Industrial activities, including mining, smelting, and electronics manufacturing, generate significant environmental waste that contaminates soil. These wastes often contain toxic metals detrimental to both flora and fauna..

Soil remediation can be a complex undertaking. Conventional methods, like landfilling contaminated soil, are costly and can degrade soil quality. To address these issues, researchers and farmers are exploring innovative plant-based solutions for soil cleanup, notably through a process called Phytoremediation, which involves the use of plants that absorb heavy metals. Enhancing these plants with growth-promoting microorganisms bolsters root development and nutrient accessibility, subsequently boosting plant vitality.

In addition to phytoremediation, farmers utilize treatments derived from burning organic matter in low-oxygen conditions, known as biochar. Biochar effectively binds heavy metals in the soil, reducing their toxicity to plants. However, there is limited research on the synergistic effects of combining microorganisms with biochar for soil remediation.
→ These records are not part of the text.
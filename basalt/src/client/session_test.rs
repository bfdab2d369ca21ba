use std::time::Duration;

use assert_matches::assert_matches;

use crate::client::session_builder::SessionBuilder;
use crate::errors::QueryError;
use crate::statement::batch::{Batch, BatchType};
use crate::statement::query::Query;
use crate::utils::test_utils::mock_server::{MockNode, MockNodeOptions};
use crate::utils::test_utils::setup_tracing;
use basalt_cql::frame::value::SerializedValues;

fn builder_for(node: &MockNode) -> SessionBuilder {
    SessionBuilder::new()
        .known_node_addr(node.address())
        .keepalive_interval(None)
        .request_timeout(Some(Duration::from_secs(5)))
}

#[tokio::test]
async fn session_connects_and_serves_queries() {
    setup_tracing();
    let node = MockNode::start(MockNodeOptions::default()).await;

    let session = builder_for(&node).build().await.unwrap();

    let state = session.get_cluster_state();
    assert_eq!(state.cluster_name(), Some("mock-cluster"));
    assert_eq!(state.get_nodes_info().len(), 1);
    assert!(state.get_nodes_info()[0].is_up());

    let result = session
        .query("INSERT INTO ks.t (a, b) VALUES (?, ?)", (1_i32, "two"))
        .await
        .unwrap();
    assert!(result.rows().is_none());
    assert_eq!(node.queries_served(), 1);
}

#[tokio::test]
async fn session_executes_prepared_with_transparent_reprepare() {
    setup_tracing();
    let node = MockNode::start(MockNodeOptions {
        fail_first_execute_as_unprepared: true,
        ..Default::default()
    })
    .await;

    let session = builder_for(&node).build().await.unwrap();

    let prepared = session
        .prepare("INSERT INTO ks.t (a) VALUES (?)")
        .await
        .unwrap();

    // The first EXECUTE is answered with UNPREPARED; the driver prepares
    // again on the same connection and resends, so the caller only sees
    // the final success.
    let result = session.execute(&prepared, (7_i32,)).await.unwrap();
    assert!(result.rows().is_none());
    assert_eq!(node.queries_served(), 1);
}

#[tokio::test]
async fn session_caches_prepared_statements() {
    setup_tracing();
    let node = MockNode::start(MockNodeOptions::default()).await;
    let session = builder_for(&node).build().await.unwrap();

    let first = session.prepare("SELECT a FROM ks.t WHERE a = ?").await.unwrap();
    let second = session.prepare("SELECT a FROM ks.t WHERE a = ?").await.unwrap();
    assert_eq!(first.get_id(), second.get_id());
}

#[tokio::test]
async fn session_retries_on_unavailable_until_plan_exhausts() {
    setup_tracing();
    let node = MockNode::start(MockNodeOptions {
        always_unavailable: true,
        ..Default::default()
    })
    .await;

    let session = builder_for(&node).build().await.unwrap();

    // The single node answers Unavailable; the retry policy moves to the
    // next node, the plan exhausts, and the caller gets NoHostAvailable
    // with the per-host cause attached.
    let result = session.query("SELECT a FROM ks.t", ()).await;
    match result {
        Err(QueryError::NoHostAvailable(err)) => {
            assert_eq!(err.errors.len(), 1);
            let (addr, cause) = err.errors.iter().next().unwrap();
            assert_eq!(*addr, node.address());
            assert!(cause.contains("consistency"), "unexpected cause: {}", cause);
        }
        other => panic!("expected NoHostAvailable, got {:?}", other.map(|_| ())),
    }
}

#[tokio::test]
async fn session_request_timeout_fires() {
    setup_tracing();
    let node = MockNode::start(MockNodeOptions {
        stall_data_queries: true,
        ..Default::default()
    })
    .await;

    let session = builder_for(&node)
        .request_timeout(Some(Duration::from_millis(100)))
        .build()
        .await
        .unwrap();

    let result = session.query("SELECT a FROM ks.t", ()).await;
    assert_matches!(result, Err(QueryError::RequestTimeout(_)));

    // A per-statement override beats the session default.
    let mut query = Query::new("SELECT a FROM ks.t");
    query.set_request_timeout(Some(Duration::from_millis(50)));
    let started = std::time::Instant::now();
    let result = session.query(query, ()).await;
    assert_matches!(result, Err(QueryError::RequestTimeout(d)) if d == Duration::from_millis(50));
    assert!(started.elapsed() < Duration::from_secs(2));
}

#[tokio::test]
async fn session_use_keyspace_propagates() {
    setup_tracing();
    let node = MockNode::start(MockNodeOptions::default()).await;
    let session = builder_for(&node).build().await.unwrap();

    session.use_keyspace("app_data", false).await.unwrap();

    // Invalid names are rejected locally.
    let result = session.use_keyspace("bad name!", false).await;
    assert_matches!(result, Err(QueryError::BadQuery(_)));
}

#[tokio::test]
async fn session_batch_roundtrip() {
    setup_tracing();
    let node = MockNode::start(MockNodeOptions::default()).await;
    let session = builder_for(&node).build().await.unwrap();

    let mut batch = Batch::new(BatchType::Logged);
    batch.append_statement("INSERT INTO ks.t (a) VALUES (1)");
    batch.append_statement("INSERT INTO ks.t (a) VALUES (2)");

    let values: Vec<SerializedValues> = vec![SerializedValues::new(), SerializedValues::new()];
    session.batch(&batch, &values).await.unwrap();
    assert_eq!(node.queries_served(), 1);

    // Mismatched value list count is rejected locally.
    let result = session.batch(&batch, &[SerializedValues::new()]).await;
    assert_matches!(result, Err(QueryError::BadQuery(_)));
}

#[tokio::test]
async fn session_rejects_serial_top_level_consistency() {
    setup_tracing();
    let node = MockNode::start(MockNodeOptions::default()).await;
    let session = builder_for(&node).build().await.unwrap();

    let mut query = Query::new("SELECT a FROM ks.t");
    query.set_consistency(basalt_cql::Consistency::Serial);
    let result = session.query(query, ()).await;
    assert_matches!(
        result,
        Err(QueryError::BadQuery(
            crate::errors::BadQuery::SerialConsistencyForbidden(_)
        ))
    );
    // The request never reached the server.
    assert_eq!(node.queries_served(), 0);
}

#[tokio::test]
async fn session_schema_agreement_on_single_node() {
    setup_tracing();
    let node = MockNode::start(MockNodeOptions::default()).await;
    let session = builder_for(&node).build().await.unwrap();

    let agreed = session.check_schema_agreement().await.unwrap();
    assert!(agreed.is_some());

    let version = session.await_schema_agreement().await.unwrap();
    assert_eq!(version, agreed.unwrap());
}

#[tokio::test]
async fn snapshot_survives_control_connection_loss() {
    setup_tracing();
    let node = MockNode::start(MockNodeOptions::default()).await;
    let session = builder_for(&node).build().await.unwrap();

    let keyspaces_before = session.get_keyspaces();
    node.kill().await;
    tokio::time::sleep(Duration::from_millis(100)).await;

    // The control connection is gone, but reads of the cluster view serve
    // the last good snapshot instead of erroring.
    let state = session.get_cluster_state();
    assert_eq!(state.cluster_name(), Some("mock-cluster"));
    assert_eq!(session.get_keyspaces().len(), keyspaces_before.len());

    // Requests, on the other hand, eventually fail.
    let result = session
        .query("SELECT a FROM ks.t", ())
        .await;
    assert!(result.is_err());
}

#[tokio::test]
async fn session_event_subscriptions_are_multi_consumer() {
    setup_tracing();
    let node = MockNode::start(MockNodeOptions::default()).await;
    let session = builder_for(&node).build().await.unwrap();

    // Any number of subscribers can be attached; the channels stay open
    // for the session's lifetime.
    let _host_up = session.subscribe_host_up_events();
    let _host_up_other = session.subscribe_host_up_events();
    let _host_down = session.subscribe_host_down_events();
    let _schema = session.subscribe_schema_events();
}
A research team from Portugal conducted experiments to determine if combining biochar with microorganisms could enhance phytoremediation effectiveness. They examined the effects of biochar augmented with two specific microorganisms: the bacteria Pseudomonas liatans EDP28 and the fungi Rhizoglomus irregulare, both recognized for their plant growth-promoting capabilities.
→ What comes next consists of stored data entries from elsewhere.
impl ClusterWorker {
    async fn work(mut self) {
        let mut last_refresh_time = Instant::now();

        loop {
            let mut cur_request: Option<RefreshRequest> = None;

            let periodic_deadline = last_refresh_time
                .checked_add(if self.control_connection_works {
                    self.metadata_refresh_interval
                } else {
                    CONTROL_CONNECTION_REPAIR_INTERVAL
                })
                .unwrap_or_else(Instant::now);
            // A pending debounced schema refresh may be due earlier than
            // the periodic one.
            let sleep_until = match self.schema_refresh_deadline {
                Some(deadline) => deadline.min(periodic_deadline),
                None => periodic_deadline,
            };

            let sleep_future = tokio::time::sleep_until(sleep_until);
            tokio::pin!(sleep_future);

            tokio::select! {
                _ = sleep_future => {}
                recv_res = self.refresh_channel.recv() => {
                    match recv_res {
                        Some(request) => cur_request = Some(request),
                        None => return, // The Cluster was dropped.
                    }
                }
                recv_res = self.server_events_channel.recv() => {
                    match recv_res {
                        Some(event) => {
                            debug!("Received server event: {:?}", event);
                            match event {
                                Event::TopologyChange(topology_change) => {
                                    match topology_change {
                                        TopologyChangeEvent::NewNode(addr) => {
                                            debug!("New node {} announced", addr);
                                        }
                                        TopologyChangeEvent::RemovedNode(addr) => {
                                            self.registry.remove(addr);
                                        }
                                    }
                                    // Fall through to an immediate refresh.
                                }
                                Event::StatusChange(status_change) => {
                                    match status_change {
                                        StatusChangeEvent::Up(addr) => self.handle_node_up(addr),
                                        StatusChangeEvent::Down(addr) => {
                                            self.registry.set_down(addr)
                                        }
                                    }
                                    continue; // Registry update only, no refresh.
                                }
                                Event::SchemaChange(schema_change) => {
                                    // Debounce: coalesce a burst of schema
                                    // events into one refresh.
                                    if self.schema_refresh_deadline.is_none() {
                                        self.schema_refresh_deadline = Some(
                                            Instant::now() + self.schema_refresh_debounce,
                                        );
                                    }
                                    self.pending_schema_events.push(schema_change);
                                    continue;
                                }
                            }
                        }
                        None => return, // The MetadataReader was dropped.
                    }
                }
                recv_res = self.use_keyspace_channel.recv() => {
                    match recv_res {
                        Some(request) => {
                            self.used_keyspace = Some(request.keyspace_name.clone());

                            let state = self.state.load_full();
                            tokio::spawn(async move {
                                let result =
                                    Self::send_use_keyspace(state, &request.keyspace_name).await;
                                let _ = request.response_chan.send(result);
                            });
                        }
                        None => return, // The Cluster was dropped.
                    }

                    continue; // Nothing to refresh.
                }
                _ = self.metadata_reader.wait_until_control_connection_breaks() => {
                    // Attempt an immediate refresh below; it re-homes the
                    // control connection. Subsequent failures retry on the
                    // repair interval.
                }
            }

            debug!("Requesting metadata refresh");
            last_refresh_time = Instant::now();
            let refresh_res = self.perform_refresh().await;

            self.control_connection_works = refresh_res.is_ok();

            if refresh_res.is_ok() {
                // Deliver the schema events whose refresh this was.
                self.schema_refresh_deadline = None;
                for event in self.pending_schema_events.drain(..) {
                    self.events.publish_schema_changed(event);
                }
            }

            if let Some(request) = cur_request {
                // Nobody waiting for the response is fine.
                let _ = request.response_chan.send(refresh_res);
            }
        }
    }

    fn handle_node_up(&mut self, addr: SocketAddr) {
        // An UP for an endpoint we have never seen creates the host; its
        // ring position becomes known at the next metadata refresh.
        if self.registry.try_get(addr).is_none() {
            warn!("Status UP for previously unknown node {}", addr);
        }
        let pool_config = self.pool_config.clone();
        let used_keyspace = self.used_keyspace.clone();
        self.registry.add_or_bring_up(addr, || {
            Arc::new(Node::new(
                crate::cluster::metadata::PeerEndpoint {
                    host_id: None,
                    address: addr,
                    datacenter: None,
                    rack: None,
                    release_version: None,
                },
                &pool_config,
                used_keyspace,
            ))
        });
    }

    async fn send_use_keyspace(
        state: Arc<ClusterState>,
        keyspace_name: &VerifiedKeyspaceName,
    ) -> Result<(), QueryError> {
        let use_keyspace_futures = state
            .known_peers()
            .values()
            .map(|node| node.use_keyspace(keyspace_name.clone()));
        let use_keyspace_results = futures::future::join_all(use_keyspace_futures).await;

        // One success is enough: the keyspace is valid and broken pools
        // will apply it as they reconnect.
        let mut was_ok = false;
        let mut last_error = None;
        for result in use_keyspace_results {
            match result {
                Ok(()) => was_ok = true,
                Err(err) => match err {
                    QueryError::BrokenConnection(_) | QueryError::UnableToAllocStreamId => {
                        last_error = Some(err)
                    }
                    _ => return Err(err),
                },
            }
        }

        if was_ok {
            return Ok(());
        }
        match last_error {
            Some(error) => Err(error),
            None => Ok(()),
        }
    }

    async fn perform_refresh(&mut self) -> Result<(), QueryError> {
        let metadata = self.metadata_reader.read_metadata(false).await?;
        let new_state = self.apply_metadata(&metadata);
        new_state.wait_until_all_pools_are_initialized().await;
        Ok(())
    }

    /// Syncs the registry with the fetched peers and publishes a fresh
    /// state snapshot.
    fn apply_metadata(&mut self, metadata: &Metadata) -> Arc<ClusterState> {
        let fetched: HashSet<SocketAddr> =
            metadata.peers.iter().map(|peer| peer.address).collect();

        // Drop hosts that disappeared from the cluster.
        for (endpoint, _node) in self.registry.snapshot() {
            if !fetched.contains(&endpoint) {
                debug!("Node {} no longer in metadata; removing", endpoint);
                self.registry.remove(endpoint);
            }
        }

        // Add newly discovered hosts with fresh pools. Existing hosts keep
        // their down markers: membership comes from metadata, liveness
        // from status events and reconnection probes.
        for peer in &metadata.peers {
            if self.registry.try_get(peer.address).is_none() {
                let pool_config = self.pool_config.clone();
                let used_keyspace = self.used_keyspace.clone();
                let endpoint = peer.to_peer_endpoint();
                self.registry.add_or_bring_up(peer.address, move || {
                    Arc::new(Node::new(endpoint, &pool_config, used_keyspace))
                });
            }
        }

        let nodes = self.registry.snapshot();
        let new_state = Arc::new(ClusterState::new(metadata, &nodes));
        self.state.store(new_state.clone());
        new_state
    }
}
The objective was to assess whether soil treatments could decrease copper contamination and enhance sunflower growth in mined soil, which contained an average of 1,080 milligrams per kilogram (mg/kg) of copper—over three times the U.S. Environmental Protection Agency’s recommended limit of 100 to 300 mg/kg.

In a controlled greenhouse setting, the researchers established experiments involving three different microbial treatments: P. Reactance bacteria, R. Irregular fungi, and a blended microbial treatment combining both. They prepared pots with contaminated mine soil, added these microbial treatments, and introduced sunflower seedlings, along with varying doses of biochar (0%, 2.5%, and 5% by weight). This resulted in 12 unique treatments, including three with only biochar, three with just microorganisms, and one control without any additives.

After a period of 12 weeks, the researchers evaluated the growth of sunflower seedlings. They began by measuring chlorophyll, the green pigment crucial for photosynthesis. Using a specialized machine that transmits red and infrared light through the leaves, they found that while biochar did not influence chlorophyll levels, the microbial inoculum significantly increased chlorophyll content, thereby enhancing the plants’ photosynthetic capacity.

Subsequently, they measured the length of the plants’ roots and shoots before drying them to calculate total dry weight. Surprisingly, biochar addition appeared to hinder plant growth; sunflowers with 2.5% and 5% biochar exhibited shoot lengths that were 22% and 26% shorter and had shoot masses that were 46% and 49% less, respectively, compared to those grown without biochar.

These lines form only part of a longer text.